WHAT THE EXERCISE ASKS:
An exact transcription of the data below, complete and unaltered, is the expected answer.

THE DATA:

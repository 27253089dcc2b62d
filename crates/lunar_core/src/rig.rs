//! Typed player action rig: clip timing keyed by [`ActionKind`].
//!
//! The rig file maps every action to a clip duration and loop flag. All timing
//! uses integer microseconds (`u64`) so clip completion is deterministic under
//! any frame cadence with no floating-point drift.
//!
//! Validation happens at load: every `ActionKind` must be present with a
//! nonzero duration. After that, `ActionRig::clip` is infallible and gameplay
//! code never branches on a missing animation.

use crate::action::ActionKind;
use serde::Deserialize;
use std::collections::HashMap;
use std::fs;
use std::path::Path;

/// Timing for one player action.
#[derive(Debug, Clone, Copy)]
pub struct ActionClip {
    pub duration_us: u64,
    pub looping: bool,
}

/// Validated mapping from action kind to clip.
#[derive(Debug, Clone)]
pub struct ActionRig {
    pub rig_id: String,
    clips: HashMap<ActionKind, ActionClip>,
}

impl ActionRig {
    /// Build a rig from an already-assembled clip table. Every action kind
    /// must be present.
    pub fn from_clips(
        rig_id: impl Into<String>,
        clips: HashMap<ActionKind, ActionClip>,
    ) -> Result<Self, String> {
        for &kind in ActionKind::ALL {
            if !clips.contains_key(&kind) {
                return Err(format!(
                    "Rig validation failed: action '{}' is missing",
                    kind.name()
                ));
            }
        }
        Ok(Self {
            rig_id: rig_id.into(),
            clips,
        })
    }

    pub fn clip(&self, kind: ActionKind) -> ActionClip {
        // Construction validates presence for every kind.
        self.clips[&kind]
    }
}

/// Runtime playback state for the single active action.
#[derive(Debug, Clone, Copy)]
pub struct ActionState {
    pub kind: ActionKind,
    pub elapsed_us: u64,
    pub finished: bool,
}

impl ActionState {
    pub fn new(kind: ActionKind) -> Self {
        Self {
            kind,
            elapsed_us: 0,
            finished: false,
        }
    }

    /// Advance playback by `dt_us` microseconds against the clip for `kind`.
    /// Looping clips wrap; one-shot clips latch `finished` at the end.
    pub fn tick(&mut self, dt_us: u64, clip: ActionClip) {
        if self.finished {
            return;
        }
        self.elapsed_us += dt_us;
        if self.elapsed_us >= clip.duration_us {
            if clip.looping {
                self.elapsed_us %= clip.duration_us;
            } else {
                self.elapsed_us = clip.duration_us;
                self.finished = true;
            }
        }
    }

    /// Normalized playback position in `[0, 1]`, for render-side pose blending.
    pub fn phase(&self, clip: ActionClip) -> f32 {
        if clip.duration_us == 0 {
            return 0.0;
        }
        self.elapsed_us as f32 / clip.duration_us as f32
    }
}

// --- JSON deserialization types (private) ---

#[derive(Debug, Deserialize)]
struct RigFileJson {
    version: String,
    rig_id: String,
    actions: HashMap<String, ClipJson>,
}

#[derive(Debug, Deserialize)]
struct ClipJson {
    duration_ms: u64,
    #[serde(default)]
    looping: bool,
}

/// Load and validate an action rig file from disk.
pub fn load_rig_from_path(path: &Path) -> Result<ActionRig, String> {
    let raw = fs::read_to_string(path)
        .map_err(|e| format!("Failed to read rig file {}: {e}", path.display()))?;
    let json: RigFileJson = serde_json::from_str(&raw)
        .map_err(|e| format!("Failed to parse rig JSON {}: {e}", path.display()))?;

    if json.version != "0.1" {
        return Err(format!(
            "Rig validation failed: unsupported version '{}'",
            json.version
        ));
    }
    if json.rig_id.is_empty() {
        return Err("Rig validation failed: rig_id is empty".to_string());
    }

    let mut clips = HashMap::new();
    for (name, clip) in &json.actions {
        let Some(kind) = ActionKind::from_name(name) else {
            return Err(format!(
                "Rig validation failed: unknown action '{}' (expected one of idle/run/jump/death/victory/flying)",
                name
            ));
        };
        if clip.duration_ms == 0 {
            return Err(format!(
                "Rig validation failed: action '{}' has zero duration",
                name
            ));
        }
        clips.insert(
            kind,
            ActionClip {
                duration_us: clip.duration_ms * 1000,
                looping: clip.looping,
            },
        );
    }

    ActionRig::from_clips(json.rig_id, clips)
}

REPLY TO THE EXERCISE:
repository 27253089dcc2b62d
filename crates/lunar_core/src/rig.rs
//! Typed player action rig: clip timing keyed by [`ActionKind`].
//!
//! The rig file maps every action to a clip duration and loop flag. All timing
//! uses integer microseconds (`u64`) so clip completion is deterministic under
//! any frame cadence with no floating-point drift.
//!
//! Validation happens at load: every `ActionKind` must be present with a
//! nonzero duration. After that, `ActionRig::clip` is infallible and gameplay
//! code never branches on a missing animation.

use crate::action::ActionKind;
use serde::Deserialize;
use std::collections::HashMap;
use std::fs;
use std::path::Path;

/// Timing for one player action.
#[derive(Debug, Clone, Copy)]
pub struct ActionClip {
    pub duration_us: u64,
    pub looping: bool,
}

/// Validated mapping from action kind to clip.
#[derive(Debug, Clone)]
pub struct ActionRig {
    pub rig_id: String,
    clips: HashMap<ActionKind, ActionClip>,
}

impl ActionRig {
    /// Build a rig from an already-assembled clip table. Every action kind
    /// must be present.
    pub fn from_clips(
        rig_id: impl Into<String>,
        clips: HashMap<ActionKind, ActionClip>,
    ) -> Result<Self, String> {
        for &kind in ActionKind::ALL {
            if !clips.contains_key(&kind) {
                return Err(format!(
                    "Rig validation failed: action '{}' is missing",
                    kind.name()
                ));
            }
        }
        Ok(Self {
            rig_id: rig_id.into(),
            clips,
        })
    }

    pub fn clip(&self, kind: ActionKind) -> ActionClip {
        // Construction validates presence for every kind.
        self.clips[&kind]
    }
}

/// Runtime playback state for the single active action.
#[derive(Debug, Clone, Copy)]
pub struct ActionState {
    pub kind: ActionKind,
    pub elapsed_us: u64,
    pub finished: bool,
}

impl ActionState {
    pub fn new(kind: ActionKind) -> Self {
        Self {
            kind,
            elapsed_us: 0,
            finished: false,
        }
    }

    /// Advance playback by `dt_us` microseconds against the clip for `kind`.
    /// Looping clips wrap; one-shot clips latch `finished` at the end.
    pub fn tick(&mut self, dt_us: u64, clip: ActionClip) {
        if self.finished {
            return;
        }
        self.elapsed_us += dt_us;
        if self.elapsed_us >= clip.duration_us {
            if clip.looping {
                self.elapsed_us %= clip.duration_us;
            } else {
                self.elapsed_us = clip.duration_us;
                self.finished = true;
            }
        }
    }

    /// Normalized playback position in `[0, 1]`, for render-side pose blending.
    pub fn phase(&self, clip: ActionClip) -> f32 {
        if clip.duration_us == 0 {
            return 0.0;
        }
        self.elapsed_us as f32 / clip.duration_us as f32
    }
}

// --- JSON deserialization types (private) ---

#[derive(Debug, Deserialize)]
struct RigFileJson {
    version: String,
    rig_id: String,
    actions: HashMap<String, ClipJson>,
}

#[derive(Debug, Deserialize)]
struct ClipJson {
    duration_ms: u64,
    #[serde(default)]
    looping: bool,
}

/// Load and validate an action rig file from disk.
pub fn load_rig_from_path(path: &Path) -> Result<ActionRig, String> {
    let raw = fs::read_to_string(path)
        .map_err(|e| format!("Failed to read rig file {}: {e}", path.display()))?;
    let json: RigFileJson = serde_json::from_str(&raw)
        .map_err(|e| format!("Failed to parse rig JSON {}: {e}", path.display()))?;

    if json.version != "0.1" {
        return Err(format!(
            "Rig validation failed: unsupported version '{}'",
            json.version
        ));
    }
    if json.rig_id.is_empty() {
        return Err("Rig validation failed: rig_id is empty".to_string());
    }

    let mut clips = HashMap::new();
    for (name, clip) in &json.actions {
        let Some(kind) = ActionKind::from_name(name) else {
            return Err(format!(
                "Rig validation failed: unknown action '{}' (expected one of idle/run/jump/death/victory/flying)",
                name
            ));
        };
        if clip.duration_ms == 0 {
            return Err(format!(
                "Rig validation failed: action '{}' has zero duration",
                name
            ));
        }
        clips.insert(
            kind,
            ActionClip {
                duration_us: clip.duration_ms * 1000,
                looping: clip.looping,
            },
        );
    }

    ActionRig::from_clips(json.rig_id, clips)
}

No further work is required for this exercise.